# EXERCISE DETAILS
Copy out, from the entries below, each line holding the string "assignment".

# Dataset entries
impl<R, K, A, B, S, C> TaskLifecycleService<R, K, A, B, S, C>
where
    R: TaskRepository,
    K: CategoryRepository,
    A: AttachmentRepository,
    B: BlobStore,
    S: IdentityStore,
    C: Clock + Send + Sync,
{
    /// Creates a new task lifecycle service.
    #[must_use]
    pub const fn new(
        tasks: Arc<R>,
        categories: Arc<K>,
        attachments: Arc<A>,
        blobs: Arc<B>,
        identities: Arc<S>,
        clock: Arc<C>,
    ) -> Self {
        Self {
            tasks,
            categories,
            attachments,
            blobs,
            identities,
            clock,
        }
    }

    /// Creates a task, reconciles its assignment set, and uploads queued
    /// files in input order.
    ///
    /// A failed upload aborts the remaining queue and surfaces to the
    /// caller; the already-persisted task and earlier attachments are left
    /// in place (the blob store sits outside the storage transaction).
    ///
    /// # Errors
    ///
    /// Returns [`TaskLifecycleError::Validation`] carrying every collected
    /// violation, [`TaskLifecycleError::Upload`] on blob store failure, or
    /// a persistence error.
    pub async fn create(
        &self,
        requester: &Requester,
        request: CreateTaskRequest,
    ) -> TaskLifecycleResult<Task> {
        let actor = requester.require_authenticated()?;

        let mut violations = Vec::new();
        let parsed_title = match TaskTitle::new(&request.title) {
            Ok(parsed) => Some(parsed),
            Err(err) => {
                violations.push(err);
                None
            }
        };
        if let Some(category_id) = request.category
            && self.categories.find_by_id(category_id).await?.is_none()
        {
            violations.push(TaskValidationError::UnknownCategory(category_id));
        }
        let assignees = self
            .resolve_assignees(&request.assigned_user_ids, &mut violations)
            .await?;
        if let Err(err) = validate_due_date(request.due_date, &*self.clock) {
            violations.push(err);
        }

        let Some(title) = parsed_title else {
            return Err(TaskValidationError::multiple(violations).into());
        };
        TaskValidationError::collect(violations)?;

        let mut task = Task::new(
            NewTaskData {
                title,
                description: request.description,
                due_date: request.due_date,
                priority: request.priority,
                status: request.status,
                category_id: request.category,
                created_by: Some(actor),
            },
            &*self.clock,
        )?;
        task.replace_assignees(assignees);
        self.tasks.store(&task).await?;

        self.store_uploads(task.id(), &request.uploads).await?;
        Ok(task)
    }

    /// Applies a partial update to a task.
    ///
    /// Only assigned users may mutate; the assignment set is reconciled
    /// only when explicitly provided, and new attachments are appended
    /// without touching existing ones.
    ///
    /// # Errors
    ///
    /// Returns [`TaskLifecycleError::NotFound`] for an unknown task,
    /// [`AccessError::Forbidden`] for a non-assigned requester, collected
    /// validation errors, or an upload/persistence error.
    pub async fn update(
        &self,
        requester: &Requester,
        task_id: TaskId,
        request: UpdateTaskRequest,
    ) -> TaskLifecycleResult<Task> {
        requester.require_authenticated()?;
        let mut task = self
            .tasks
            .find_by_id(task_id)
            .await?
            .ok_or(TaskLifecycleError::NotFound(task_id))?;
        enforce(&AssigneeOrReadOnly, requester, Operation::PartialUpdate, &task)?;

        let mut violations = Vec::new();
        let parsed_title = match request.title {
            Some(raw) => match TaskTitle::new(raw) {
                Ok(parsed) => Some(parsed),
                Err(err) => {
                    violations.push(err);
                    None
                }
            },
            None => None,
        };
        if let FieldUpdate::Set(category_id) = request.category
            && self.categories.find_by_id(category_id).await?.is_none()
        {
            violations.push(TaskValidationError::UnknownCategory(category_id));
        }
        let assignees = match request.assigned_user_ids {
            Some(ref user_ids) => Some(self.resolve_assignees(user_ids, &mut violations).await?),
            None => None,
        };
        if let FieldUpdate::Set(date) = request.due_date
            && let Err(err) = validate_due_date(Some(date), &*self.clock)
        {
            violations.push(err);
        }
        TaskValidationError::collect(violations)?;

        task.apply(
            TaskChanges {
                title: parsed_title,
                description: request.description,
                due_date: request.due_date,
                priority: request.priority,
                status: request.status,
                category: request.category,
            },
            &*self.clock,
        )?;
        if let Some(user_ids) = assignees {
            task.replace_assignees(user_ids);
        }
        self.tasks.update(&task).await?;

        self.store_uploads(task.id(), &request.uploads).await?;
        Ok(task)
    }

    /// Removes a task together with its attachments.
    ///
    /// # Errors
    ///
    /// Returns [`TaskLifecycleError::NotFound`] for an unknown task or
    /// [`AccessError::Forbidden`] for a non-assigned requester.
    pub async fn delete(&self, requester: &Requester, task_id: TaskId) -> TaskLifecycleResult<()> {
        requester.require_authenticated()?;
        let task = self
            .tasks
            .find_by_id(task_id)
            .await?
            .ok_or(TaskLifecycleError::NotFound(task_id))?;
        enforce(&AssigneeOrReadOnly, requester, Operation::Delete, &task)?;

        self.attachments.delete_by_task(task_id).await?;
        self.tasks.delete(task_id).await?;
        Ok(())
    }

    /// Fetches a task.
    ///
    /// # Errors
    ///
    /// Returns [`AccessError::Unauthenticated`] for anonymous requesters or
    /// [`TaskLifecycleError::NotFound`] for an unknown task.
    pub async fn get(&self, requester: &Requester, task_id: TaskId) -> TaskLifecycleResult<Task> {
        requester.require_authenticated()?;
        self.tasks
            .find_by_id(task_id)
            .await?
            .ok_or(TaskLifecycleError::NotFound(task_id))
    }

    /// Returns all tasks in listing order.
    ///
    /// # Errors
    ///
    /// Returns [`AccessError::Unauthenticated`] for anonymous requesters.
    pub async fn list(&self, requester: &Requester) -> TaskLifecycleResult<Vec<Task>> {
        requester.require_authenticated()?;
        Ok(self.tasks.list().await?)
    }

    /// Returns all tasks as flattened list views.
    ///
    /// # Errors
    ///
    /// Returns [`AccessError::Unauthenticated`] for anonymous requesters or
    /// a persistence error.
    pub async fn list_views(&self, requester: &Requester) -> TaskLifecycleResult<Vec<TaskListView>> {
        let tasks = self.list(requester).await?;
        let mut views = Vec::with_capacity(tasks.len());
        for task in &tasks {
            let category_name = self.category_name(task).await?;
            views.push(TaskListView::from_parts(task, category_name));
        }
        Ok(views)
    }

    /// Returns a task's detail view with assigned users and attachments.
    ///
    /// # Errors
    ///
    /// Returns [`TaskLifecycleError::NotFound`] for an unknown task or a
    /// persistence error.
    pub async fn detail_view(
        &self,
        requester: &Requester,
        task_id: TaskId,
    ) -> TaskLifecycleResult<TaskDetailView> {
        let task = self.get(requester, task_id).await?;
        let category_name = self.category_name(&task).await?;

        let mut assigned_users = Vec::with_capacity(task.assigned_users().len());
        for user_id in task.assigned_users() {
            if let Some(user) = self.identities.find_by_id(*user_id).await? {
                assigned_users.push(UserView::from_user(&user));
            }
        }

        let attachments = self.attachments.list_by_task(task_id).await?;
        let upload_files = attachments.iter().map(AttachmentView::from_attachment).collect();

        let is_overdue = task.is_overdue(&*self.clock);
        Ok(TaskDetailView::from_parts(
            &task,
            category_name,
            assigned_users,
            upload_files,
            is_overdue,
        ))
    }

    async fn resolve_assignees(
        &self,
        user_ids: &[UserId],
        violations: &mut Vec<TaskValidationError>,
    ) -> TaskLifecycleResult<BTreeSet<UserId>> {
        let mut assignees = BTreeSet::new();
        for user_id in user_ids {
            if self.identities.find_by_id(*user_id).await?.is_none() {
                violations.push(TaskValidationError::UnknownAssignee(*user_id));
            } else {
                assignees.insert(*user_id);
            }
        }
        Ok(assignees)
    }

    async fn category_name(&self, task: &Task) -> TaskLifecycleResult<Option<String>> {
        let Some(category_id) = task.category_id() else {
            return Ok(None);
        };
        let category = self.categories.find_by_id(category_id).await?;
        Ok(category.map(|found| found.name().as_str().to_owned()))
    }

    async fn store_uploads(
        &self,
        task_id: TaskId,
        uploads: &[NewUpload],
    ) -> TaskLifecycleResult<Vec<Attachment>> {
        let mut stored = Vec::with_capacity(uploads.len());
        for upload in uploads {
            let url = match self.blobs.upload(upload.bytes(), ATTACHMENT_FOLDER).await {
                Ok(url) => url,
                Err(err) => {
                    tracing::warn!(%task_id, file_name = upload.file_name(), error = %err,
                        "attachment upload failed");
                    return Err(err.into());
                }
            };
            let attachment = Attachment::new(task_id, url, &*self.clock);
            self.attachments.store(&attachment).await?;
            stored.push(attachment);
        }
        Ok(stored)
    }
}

# ANSWER TO THE EXERCISE
    /// Creates a task, reconciles its assignment set, and uploads queued
    /// Only assigned users may mutate; the assignment set is reconciled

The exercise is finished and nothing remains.